((

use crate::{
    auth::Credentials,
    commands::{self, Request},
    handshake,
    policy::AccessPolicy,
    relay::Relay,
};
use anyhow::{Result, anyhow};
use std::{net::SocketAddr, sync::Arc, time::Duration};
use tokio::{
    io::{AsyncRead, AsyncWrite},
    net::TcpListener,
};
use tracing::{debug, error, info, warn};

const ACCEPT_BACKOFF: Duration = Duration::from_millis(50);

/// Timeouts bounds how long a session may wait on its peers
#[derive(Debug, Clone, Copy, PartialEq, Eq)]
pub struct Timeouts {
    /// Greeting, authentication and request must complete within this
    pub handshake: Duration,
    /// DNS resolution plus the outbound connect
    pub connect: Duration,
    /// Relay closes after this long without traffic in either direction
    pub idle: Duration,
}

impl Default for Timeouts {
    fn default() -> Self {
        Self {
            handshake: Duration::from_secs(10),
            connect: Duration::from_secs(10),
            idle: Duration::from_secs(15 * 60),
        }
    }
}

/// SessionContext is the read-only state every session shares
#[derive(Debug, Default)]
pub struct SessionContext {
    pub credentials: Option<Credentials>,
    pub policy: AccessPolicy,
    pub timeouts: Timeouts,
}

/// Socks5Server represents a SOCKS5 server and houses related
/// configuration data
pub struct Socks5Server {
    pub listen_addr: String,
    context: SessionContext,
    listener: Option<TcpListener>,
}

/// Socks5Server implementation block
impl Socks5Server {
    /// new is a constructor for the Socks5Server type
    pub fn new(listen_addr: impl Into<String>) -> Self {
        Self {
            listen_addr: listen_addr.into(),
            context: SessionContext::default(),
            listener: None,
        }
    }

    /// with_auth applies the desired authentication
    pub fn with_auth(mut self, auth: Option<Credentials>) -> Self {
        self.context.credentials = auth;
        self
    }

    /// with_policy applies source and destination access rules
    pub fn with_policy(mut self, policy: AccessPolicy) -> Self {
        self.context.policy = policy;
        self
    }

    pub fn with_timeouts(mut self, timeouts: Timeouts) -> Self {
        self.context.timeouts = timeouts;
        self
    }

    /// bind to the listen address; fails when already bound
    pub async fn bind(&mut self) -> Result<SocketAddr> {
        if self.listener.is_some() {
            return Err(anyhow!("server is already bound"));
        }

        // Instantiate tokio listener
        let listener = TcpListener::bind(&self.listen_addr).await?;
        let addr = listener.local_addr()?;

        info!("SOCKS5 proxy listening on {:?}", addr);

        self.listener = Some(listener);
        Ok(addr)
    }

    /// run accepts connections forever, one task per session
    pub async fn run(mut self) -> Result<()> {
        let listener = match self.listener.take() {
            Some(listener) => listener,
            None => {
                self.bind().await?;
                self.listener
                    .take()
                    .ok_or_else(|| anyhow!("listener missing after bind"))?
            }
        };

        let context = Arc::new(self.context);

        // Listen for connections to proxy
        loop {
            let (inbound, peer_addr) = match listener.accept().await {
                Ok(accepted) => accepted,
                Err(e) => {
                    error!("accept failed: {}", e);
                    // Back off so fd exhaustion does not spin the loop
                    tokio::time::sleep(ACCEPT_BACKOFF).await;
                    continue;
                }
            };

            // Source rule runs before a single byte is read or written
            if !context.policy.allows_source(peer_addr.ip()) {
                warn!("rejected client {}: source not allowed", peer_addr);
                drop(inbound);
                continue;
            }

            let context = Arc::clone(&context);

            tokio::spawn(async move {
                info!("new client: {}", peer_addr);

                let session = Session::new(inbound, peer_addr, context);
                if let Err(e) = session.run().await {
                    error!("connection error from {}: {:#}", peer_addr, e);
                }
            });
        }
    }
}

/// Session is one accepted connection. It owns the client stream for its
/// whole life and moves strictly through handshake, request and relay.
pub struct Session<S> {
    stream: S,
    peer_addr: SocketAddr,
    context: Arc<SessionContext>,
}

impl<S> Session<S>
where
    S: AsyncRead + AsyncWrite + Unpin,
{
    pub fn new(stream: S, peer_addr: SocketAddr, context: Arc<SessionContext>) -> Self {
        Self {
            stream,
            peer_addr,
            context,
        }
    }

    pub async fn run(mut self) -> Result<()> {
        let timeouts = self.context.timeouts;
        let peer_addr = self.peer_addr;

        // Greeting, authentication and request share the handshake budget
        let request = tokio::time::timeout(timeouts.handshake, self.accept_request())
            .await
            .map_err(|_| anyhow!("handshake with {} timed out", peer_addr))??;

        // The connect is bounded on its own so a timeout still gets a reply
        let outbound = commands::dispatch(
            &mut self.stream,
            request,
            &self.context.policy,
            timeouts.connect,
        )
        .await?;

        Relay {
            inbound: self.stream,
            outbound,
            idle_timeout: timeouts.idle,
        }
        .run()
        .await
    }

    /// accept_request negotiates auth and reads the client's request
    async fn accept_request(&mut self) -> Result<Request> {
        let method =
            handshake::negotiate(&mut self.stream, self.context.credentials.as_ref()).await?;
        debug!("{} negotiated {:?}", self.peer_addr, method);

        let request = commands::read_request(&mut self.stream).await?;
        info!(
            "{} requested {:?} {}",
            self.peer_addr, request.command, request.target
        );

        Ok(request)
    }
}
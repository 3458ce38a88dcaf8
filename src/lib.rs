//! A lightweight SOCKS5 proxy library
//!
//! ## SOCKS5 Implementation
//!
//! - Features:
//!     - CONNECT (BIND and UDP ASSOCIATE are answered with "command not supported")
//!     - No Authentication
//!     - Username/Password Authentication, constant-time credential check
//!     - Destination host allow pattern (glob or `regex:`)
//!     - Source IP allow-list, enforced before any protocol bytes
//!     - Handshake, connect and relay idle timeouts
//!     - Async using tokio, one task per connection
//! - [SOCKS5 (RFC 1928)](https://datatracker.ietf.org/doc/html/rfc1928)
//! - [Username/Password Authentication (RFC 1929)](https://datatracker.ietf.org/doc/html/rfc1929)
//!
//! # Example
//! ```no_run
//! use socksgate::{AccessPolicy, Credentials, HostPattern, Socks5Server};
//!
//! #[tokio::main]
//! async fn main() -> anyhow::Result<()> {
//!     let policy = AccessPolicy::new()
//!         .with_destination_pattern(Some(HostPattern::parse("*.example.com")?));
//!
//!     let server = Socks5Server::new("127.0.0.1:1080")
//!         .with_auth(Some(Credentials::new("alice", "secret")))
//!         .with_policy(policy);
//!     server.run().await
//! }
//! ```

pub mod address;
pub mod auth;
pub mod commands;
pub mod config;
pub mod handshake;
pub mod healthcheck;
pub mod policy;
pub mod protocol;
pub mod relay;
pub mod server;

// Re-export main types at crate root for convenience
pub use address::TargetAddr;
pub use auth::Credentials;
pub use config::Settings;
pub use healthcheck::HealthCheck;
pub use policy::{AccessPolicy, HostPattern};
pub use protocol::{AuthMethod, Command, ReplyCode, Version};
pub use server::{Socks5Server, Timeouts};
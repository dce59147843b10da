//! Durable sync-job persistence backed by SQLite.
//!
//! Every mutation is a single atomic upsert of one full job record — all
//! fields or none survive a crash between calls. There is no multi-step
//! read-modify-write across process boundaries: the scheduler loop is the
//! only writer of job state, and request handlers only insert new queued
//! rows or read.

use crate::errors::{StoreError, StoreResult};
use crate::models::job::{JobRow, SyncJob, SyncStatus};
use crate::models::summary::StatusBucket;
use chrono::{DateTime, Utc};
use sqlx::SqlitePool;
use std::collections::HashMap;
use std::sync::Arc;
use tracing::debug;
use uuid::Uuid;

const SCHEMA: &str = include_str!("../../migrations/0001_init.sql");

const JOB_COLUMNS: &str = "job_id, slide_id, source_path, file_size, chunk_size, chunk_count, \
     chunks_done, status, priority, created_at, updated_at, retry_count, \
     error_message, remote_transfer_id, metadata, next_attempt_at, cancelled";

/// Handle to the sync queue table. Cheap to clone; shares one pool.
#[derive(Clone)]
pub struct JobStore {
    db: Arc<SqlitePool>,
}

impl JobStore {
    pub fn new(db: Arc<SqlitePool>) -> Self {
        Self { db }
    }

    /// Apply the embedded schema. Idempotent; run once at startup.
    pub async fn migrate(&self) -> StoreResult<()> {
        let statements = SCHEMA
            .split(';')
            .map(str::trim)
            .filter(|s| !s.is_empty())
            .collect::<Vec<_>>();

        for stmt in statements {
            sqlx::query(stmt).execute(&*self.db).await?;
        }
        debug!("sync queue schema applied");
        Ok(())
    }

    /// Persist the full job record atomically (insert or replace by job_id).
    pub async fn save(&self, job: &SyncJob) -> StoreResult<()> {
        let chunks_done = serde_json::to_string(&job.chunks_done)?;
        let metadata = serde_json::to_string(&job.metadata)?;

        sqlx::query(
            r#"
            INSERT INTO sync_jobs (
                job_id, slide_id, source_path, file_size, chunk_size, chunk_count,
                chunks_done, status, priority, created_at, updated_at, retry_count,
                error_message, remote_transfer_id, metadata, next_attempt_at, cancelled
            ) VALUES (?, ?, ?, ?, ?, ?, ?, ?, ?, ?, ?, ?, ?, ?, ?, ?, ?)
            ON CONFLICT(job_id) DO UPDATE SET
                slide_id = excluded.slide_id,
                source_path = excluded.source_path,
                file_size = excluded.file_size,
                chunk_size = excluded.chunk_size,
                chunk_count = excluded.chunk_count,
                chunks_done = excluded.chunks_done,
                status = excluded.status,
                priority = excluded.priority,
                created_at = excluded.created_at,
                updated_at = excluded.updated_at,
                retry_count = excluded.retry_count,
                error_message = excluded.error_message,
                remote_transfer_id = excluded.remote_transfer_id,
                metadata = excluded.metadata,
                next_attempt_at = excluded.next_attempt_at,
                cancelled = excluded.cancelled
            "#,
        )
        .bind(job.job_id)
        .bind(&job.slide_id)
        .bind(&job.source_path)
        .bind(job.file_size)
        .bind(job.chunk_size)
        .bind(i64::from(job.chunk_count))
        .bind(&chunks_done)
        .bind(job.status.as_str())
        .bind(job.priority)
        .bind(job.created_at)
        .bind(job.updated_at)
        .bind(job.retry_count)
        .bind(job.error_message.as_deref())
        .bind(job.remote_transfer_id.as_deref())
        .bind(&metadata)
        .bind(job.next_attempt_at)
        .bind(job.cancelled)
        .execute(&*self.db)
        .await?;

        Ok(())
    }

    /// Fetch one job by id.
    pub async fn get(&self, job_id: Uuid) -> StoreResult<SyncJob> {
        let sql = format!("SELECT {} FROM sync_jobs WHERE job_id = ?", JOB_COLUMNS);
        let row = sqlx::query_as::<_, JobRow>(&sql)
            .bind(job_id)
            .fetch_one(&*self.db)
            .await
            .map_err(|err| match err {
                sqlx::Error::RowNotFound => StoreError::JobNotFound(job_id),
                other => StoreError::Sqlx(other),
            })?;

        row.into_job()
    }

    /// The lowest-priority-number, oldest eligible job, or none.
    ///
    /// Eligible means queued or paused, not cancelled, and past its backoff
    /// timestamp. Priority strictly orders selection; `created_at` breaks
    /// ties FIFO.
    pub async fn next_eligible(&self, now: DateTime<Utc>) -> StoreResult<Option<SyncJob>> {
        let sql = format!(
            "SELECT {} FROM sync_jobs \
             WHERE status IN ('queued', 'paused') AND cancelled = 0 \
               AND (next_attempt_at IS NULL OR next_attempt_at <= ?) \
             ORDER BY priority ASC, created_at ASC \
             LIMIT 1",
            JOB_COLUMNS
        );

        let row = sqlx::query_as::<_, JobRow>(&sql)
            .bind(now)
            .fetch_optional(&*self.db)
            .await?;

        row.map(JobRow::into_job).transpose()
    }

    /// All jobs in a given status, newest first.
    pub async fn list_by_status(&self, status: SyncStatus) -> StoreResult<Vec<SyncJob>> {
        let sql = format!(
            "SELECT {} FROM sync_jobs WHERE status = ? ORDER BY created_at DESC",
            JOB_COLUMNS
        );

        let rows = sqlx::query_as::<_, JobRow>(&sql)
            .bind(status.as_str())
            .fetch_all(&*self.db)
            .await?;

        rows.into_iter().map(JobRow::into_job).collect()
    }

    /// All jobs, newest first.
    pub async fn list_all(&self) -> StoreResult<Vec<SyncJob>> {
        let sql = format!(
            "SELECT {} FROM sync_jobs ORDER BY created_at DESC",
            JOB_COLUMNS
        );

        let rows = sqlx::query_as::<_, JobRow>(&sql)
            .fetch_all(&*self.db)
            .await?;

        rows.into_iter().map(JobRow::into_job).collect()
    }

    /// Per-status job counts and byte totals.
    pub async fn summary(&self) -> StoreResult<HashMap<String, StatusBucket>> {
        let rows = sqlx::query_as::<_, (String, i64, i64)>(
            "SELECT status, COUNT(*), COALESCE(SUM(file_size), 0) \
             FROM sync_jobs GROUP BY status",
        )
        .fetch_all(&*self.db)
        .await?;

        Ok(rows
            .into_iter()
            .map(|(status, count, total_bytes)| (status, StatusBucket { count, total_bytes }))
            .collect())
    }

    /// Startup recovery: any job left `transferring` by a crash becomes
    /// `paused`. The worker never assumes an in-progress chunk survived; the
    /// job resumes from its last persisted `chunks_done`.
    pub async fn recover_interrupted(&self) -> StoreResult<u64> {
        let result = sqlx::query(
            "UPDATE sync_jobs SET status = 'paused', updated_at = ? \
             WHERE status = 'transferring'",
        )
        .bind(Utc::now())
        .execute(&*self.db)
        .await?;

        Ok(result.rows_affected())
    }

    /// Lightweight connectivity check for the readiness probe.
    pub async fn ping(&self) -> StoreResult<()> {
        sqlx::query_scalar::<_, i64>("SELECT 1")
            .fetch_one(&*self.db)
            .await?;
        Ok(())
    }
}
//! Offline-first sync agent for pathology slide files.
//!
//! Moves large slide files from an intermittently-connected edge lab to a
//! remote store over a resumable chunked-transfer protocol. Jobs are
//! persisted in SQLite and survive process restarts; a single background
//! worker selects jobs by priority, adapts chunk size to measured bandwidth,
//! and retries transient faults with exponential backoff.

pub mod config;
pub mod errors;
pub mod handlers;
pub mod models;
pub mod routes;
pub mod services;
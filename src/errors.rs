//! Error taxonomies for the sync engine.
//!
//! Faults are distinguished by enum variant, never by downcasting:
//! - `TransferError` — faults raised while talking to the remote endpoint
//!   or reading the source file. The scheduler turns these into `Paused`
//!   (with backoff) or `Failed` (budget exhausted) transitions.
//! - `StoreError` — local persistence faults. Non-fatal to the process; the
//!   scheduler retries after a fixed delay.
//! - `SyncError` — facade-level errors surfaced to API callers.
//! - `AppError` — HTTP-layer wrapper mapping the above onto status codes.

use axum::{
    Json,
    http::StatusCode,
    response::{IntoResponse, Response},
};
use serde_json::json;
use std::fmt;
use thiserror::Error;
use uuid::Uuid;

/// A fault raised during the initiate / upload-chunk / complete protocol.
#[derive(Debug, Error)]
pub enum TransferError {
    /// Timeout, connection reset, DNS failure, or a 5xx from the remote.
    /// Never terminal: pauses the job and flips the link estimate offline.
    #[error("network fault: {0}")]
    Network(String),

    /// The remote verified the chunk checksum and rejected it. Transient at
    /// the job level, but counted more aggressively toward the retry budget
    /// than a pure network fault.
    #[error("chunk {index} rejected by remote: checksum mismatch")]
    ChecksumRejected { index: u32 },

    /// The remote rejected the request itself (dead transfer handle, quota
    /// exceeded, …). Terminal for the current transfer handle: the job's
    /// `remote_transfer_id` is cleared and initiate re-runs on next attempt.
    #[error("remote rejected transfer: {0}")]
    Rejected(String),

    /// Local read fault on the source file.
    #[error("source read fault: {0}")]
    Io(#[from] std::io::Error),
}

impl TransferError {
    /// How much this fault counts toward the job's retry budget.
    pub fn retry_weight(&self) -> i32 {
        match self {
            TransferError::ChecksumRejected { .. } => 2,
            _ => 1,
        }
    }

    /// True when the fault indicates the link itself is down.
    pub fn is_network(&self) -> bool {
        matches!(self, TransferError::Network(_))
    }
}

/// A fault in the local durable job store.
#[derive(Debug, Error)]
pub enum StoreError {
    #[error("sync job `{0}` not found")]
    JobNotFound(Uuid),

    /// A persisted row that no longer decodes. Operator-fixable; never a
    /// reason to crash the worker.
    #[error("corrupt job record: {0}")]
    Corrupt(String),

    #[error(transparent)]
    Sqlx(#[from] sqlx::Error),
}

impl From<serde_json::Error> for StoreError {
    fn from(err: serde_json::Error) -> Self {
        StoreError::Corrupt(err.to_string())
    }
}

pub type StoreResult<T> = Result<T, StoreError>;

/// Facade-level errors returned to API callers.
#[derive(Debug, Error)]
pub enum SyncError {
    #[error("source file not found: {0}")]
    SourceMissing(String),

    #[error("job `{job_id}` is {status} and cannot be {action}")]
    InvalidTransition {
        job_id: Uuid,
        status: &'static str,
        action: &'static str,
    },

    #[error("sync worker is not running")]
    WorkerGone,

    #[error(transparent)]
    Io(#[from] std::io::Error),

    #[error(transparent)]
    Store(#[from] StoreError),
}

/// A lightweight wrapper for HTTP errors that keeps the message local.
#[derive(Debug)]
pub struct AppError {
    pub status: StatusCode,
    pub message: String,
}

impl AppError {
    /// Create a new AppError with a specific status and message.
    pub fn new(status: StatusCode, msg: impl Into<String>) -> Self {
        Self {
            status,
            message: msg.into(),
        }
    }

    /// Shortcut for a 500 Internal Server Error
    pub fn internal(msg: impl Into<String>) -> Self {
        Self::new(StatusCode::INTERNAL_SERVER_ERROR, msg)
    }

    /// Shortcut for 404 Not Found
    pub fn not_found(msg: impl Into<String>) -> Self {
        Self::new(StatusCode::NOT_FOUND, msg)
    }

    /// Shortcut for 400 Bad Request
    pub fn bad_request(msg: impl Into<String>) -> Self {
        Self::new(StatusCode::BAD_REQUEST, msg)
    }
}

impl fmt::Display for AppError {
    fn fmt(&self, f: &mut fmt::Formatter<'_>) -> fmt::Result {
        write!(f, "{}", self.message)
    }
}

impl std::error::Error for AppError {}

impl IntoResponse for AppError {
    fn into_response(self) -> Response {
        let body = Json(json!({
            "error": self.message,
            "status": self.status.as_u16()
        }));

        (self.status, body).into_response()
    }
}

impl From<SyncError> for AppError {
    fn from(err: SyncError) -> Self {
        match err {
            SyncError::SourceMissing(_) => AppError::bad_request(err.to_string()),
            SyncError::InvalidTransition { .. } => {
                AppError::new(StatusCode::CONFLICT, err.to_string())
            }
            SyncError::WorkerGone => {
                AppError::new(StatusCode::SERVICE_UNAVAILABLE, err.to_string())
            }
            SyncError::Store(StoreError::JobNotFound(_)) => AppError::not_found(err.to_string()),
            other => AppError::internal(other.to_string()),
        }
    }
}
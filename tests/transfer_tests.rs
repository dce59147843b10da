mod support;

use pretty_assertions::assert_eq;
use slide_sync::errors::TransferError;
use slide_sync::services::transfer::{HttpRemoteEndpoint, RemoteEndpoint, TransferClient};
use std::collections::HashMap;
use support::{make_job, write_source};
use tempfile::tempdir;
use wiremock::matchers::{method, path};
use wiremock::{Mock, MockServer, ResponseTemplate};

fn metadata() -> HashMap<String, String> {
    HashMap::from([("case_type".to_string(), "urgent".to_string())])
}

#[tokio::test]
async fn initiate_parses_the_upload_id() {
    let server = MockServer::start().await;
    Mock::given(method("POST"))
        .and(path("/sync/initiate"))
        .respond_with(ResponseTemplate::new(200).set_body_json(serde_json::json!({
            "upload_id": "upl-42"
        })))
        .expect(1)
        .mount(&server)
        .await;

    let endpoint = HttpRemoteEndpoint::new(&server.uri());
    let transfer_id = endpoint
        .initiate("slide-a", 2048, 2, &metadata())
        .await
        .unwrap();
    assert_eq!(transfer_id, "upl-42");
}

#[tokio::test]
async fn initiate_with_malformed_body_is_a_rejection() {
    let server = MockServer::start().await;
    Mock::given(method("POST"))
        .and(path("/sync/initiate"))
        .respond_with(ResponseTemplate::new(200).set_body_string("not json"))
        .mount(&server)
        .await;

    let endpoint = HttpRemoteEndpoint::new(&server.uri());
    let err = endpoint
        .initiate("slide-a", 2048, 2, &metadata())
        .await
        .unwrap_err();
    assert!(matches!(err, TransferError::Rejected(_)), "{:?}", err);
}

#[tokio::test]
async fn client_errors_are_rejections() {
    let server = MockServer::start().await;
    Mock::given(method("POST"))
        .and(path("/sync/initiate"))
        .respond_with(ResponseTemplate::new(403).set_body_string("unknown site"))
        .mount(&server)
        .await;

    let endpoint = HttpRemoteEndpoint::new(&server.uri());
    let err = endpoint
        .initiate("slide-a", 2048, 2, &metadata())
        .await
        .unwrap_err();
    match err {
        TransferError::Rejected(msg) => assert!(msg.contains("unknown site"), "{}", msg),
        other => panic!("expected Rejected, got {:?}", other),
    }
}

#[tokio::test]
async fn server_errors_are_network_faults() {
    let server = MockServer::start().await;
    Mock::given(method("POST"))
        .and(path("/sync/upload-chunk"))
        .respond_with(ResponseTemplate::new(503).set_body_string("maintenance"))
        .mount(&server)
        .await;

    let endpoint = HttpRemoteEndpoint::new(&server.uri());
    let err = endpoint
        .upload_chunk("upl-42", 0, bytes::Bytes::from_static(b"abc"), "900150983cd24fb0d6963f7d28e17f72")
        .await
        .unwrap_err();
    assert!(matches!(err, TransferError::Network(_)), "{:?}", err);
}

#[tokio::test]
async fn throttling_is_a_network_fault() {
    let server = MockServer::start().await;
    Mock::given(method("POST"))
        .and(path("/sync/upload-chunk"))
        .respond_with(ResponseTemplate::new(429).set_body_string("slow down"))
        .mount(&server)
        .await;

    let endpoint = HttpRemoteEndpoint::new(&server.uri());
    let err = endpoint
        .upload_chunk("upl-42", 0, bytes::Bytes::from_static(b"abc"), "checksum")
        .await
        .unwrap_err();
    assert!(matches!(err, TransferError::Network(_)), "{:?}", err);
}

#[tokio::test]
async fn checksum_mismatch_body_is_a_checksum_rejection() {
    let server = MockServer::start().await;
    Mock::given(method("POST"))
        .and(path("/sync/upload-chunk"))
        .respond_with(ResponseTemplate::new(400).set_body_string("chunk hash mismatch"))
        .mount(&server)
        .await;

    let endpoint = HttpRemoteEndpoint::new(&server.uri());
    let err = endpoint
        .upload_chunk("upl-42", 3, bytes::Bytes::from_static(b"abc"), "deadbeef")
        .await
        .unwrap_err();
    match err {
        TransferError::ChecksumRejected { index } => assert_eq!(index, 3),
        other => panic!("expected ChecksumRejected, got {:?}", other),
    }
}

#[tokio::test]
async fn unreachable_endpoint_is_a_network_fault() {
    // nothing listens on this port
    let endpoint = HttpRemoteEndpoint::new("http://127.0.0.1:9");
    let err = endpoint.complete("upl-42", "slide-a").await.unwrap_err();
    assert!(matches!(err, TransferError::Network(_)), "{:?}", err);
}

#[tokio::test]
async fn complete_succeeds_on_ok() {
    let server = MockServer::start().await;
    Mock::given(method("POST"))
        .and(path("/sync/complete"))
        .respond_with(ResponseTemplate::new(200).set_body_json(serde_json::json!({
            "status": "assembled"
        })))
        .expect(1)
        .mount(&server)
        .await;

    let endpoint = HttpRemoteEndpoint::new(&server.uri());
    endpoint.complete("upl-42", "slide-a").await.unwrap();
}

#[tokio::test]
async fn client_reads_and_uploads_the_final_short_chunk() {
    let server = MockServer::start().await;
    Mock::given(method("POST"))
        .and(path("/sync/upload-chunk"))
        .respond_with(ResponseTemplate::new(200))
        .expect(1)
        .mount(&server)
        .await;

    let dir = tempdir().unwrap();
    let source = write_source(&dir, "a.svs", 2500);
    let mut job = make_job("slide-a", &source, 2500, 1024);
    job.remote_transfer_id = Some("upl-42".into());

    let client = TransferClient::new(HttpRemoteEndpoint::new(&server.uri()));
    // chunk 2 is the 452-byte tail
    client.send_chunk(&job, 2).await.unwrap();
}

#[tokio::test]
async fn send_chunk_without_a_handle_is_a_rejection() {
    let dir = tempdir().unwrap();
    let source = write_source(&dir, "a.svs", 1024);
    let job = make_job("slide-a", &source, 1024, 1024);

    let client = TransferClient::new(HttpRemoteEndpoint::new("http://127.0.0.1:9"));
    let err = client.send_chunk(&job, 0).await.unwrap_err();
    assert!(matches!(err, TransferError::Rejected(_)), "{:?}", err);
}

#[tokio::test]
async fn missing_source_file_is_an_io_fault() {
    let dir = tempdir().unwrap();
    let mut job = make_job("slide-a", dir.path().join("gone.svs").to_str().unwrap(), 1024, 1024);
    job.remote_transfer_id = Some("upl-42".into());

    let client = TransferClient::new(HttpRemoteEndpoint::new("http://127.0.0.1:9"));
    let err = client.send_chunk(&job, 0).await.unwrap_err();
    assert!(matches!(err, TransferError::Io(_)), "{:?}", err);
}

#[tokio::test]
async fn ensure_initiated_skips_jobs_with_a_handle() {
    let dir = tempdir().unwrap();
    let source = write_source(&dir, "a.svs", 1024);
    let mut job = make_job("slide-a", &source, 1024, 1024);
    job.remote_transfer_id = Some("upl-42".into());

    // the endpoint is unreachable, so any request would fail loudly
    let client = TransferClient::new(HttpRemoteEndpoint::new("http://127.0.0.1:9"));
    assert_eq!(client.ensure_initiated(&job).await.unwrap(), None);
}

))

- WHAT TO PRODUCE: Report back every line of the entries in which "take" occurs.

- EXPECTED ANSWER:
        let listener = match self.listener.take() {
                    .take()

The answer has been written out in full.